● Task description
Copy whichever lines of the data hold the word "order".

● Data for this exercise
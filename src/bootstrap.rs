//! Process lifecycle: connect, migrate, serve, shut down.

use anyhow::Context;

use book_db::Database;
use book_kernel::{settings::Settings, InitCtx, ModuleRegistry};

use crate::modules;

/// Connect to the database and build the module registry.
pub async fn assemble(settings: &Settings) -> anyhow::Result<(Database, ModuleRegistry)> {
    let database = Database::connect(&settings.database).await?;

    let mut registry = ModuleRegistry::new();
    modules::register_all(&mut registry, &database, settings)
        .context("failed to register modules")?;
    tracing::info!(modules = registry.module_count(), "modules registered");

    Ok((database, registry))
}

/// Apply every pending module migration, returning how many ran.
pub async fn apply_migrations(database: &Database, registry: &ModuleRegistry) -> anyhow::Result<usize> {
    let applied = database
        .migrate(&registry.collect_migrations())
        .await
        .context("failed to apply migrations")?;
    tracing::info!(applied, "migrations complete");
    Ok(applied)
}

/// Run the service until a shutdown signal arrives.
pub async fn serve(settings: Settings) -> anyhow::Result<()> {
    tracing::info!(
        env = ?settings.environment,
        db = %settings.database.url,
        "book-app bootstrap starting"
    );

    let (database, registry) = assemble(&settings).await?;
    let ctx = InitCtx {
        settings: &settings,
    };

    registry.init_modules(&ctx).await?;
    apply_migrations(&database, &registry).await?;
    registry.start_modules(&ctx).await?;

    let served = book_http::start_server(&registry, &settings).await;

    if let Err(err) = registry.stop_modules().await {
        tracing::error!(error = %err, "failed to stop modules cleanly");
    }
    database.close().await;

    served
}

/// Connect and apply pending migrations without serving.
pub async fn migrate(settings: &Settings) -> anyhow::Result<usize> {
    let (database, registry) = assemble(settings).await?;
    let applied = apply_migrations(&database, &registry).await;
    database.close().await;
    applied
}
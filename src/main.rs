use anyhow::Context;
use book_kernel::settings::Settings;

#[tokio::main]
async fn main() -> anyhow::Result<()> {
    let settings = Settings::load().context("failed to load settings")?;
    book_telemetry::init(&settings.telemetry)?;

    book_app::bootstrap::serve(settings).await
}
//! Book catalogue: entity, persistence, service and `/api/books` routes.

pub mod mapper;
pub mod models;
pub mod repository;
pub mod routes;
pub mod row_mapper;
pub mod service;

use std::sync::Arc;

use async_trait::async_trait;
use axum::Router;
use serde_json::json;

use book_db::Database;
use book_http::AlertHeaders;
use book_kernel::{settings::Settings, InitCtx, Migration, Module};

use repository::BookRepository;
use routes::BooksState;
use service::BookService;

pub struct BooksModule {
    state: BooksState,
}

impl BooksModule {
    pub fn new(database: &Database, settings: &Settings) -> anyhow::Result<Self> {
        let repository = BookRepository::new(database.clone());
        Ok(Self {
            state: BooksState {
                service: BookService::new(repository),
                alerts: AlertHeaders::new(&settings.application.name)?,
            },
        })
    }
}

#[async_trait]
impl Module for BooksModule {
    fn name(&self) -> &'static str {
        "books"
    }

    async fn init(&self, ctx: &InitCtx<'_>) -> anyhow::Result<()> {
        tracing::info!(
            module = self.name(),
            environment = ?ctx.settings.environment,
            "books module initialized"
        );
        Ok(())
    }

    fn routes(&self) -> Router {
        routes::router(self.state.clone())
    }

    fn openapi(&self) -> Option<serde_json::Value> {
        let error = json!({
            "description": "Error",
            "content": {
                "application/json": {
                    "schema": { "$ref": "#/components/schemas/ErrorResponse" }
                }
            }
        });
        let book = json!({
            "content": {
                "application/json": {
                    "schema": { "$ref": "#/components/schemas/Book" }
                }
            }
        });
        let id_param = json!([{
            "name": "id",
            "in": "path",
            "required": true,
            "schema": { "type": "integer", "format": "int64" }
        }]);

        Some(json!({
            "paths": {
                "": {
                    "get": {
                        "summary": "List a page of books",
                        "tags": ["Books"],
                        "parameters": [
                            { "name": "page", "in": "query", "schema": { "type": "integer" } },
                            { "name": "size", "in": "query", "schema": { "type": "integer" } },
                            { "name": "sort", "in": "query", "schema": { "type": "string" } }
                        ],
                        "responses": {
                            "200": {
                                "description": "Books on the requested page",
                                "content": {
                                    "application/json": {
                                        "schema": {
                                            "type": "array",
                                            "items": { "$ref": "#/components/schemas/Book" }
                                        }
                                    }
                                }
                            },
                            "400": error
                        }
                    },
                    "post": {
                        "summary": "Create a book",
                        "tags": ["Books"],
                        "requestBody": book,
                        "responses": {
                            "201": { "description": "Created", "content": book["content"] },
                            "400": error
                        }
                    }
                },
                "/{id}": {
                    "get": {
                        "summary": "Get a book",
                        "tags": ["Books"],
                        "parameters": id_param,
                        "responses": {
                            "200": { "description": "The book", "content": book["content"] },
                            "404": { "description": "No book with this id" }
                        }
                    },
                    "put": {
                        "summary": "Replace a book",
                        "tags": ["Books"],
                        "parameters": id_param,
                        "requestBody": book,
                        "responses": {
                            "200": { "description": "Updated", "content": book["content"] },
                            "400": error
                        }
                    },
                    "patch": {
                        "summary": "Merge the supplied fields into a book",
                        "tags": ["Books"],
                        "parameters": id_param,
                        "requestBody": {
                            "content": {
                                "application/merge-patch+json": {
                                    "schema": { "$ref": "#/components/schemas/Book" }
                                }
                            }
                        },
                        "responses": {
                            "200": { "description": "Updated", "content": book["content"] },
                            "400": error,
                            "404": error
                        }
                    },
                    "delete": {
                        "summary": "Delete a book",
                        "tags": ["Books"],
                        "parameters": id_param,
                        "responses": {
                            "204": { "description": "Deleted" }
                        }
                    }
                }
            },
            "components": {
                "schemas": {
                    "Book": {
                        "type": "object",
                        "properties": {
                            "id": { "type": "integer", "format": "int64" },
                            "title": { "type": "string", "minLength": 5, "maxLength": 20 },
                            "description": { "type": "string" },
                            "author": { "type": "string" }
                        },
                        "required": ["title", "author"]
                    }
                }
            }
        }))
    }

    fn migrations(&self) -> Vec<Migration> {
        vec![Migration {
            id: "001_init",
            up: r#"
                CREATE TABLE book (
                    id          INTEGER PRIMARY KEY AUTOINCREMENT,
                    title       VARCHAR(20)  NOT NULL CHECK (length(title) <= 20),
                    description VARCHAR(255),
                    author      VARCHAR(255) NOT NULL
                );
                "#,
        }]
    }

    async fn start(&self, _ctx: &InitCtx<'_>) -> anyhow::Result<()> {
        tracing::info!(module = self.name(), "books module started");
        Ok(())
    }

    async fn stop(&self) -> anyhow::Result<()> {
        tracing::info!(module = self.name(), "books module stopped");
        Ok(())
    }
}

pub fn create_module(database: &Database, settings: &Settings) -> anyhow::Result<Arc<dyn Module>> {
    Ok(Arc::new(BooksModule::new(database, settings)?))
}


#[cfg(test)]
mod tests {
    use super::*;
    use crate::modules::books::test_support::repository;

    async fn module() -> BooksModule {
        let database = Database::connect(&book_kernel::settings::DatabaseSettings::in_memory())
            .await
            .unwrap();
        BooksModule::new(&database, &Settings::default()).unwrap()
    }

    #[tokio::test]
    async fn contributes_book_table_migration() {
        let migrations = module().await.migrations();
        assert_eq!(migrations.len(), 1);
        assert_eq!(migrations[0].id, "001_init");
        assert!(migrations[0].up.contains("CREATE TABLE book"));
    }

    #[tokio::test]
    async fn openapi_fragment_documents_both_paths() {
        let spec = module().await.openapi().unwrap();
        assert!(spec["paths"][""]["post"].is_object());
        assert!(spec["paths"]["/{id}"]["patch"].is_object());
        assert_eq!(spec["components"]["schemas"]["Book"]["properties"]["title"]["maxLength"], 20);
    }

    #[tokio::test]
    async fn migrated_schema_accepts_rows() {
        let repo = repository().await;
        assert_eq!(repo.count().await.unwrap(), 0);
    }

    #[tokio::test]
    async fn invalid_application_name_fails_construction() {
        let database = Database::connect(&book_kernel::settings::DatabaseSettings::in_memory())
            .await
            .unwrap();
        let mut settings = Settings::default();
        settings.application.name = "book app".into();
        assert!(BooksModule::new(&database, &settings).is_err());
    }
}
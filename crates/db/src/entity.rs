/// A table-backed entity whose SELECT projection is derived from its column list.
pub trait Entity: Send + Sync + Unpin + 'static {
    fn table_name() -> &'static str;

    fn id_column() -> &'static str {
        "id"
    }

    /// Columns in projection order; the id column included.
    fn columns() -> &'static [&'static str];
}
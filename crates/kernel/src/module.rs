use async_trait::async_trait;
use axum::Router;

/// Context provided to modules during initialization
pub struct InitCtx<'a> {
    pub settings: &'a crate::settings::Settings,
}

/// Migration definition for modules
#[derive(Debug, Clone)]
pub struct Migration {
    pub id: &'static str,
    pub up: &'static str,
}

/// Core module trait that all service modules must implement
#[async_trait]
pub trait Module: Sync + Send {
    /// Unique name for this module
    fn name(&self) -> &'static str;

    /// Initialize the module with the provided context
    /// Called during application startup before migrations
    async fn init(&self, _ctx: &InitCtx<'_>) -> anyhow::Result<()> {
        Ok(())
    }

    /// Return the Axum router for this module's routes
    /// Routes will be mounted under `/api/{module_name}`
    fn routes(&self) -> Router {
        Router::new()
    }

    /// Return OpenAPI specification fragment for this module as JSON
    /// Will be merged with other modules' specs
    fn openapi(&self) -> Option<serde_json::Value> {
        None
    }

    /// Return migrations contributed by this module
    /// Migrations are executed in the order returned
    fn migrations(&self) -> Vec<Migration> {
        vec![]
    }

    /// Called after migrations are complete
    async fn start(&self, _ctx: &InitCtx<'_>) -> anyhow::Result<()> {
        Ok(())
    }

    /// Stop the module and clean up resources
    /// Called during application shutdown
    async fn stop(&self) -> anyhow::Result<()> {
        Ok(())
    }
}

● Exercise answer
    /// Columns in projection order; the id column included.
    /// Migrations are executed in the order returned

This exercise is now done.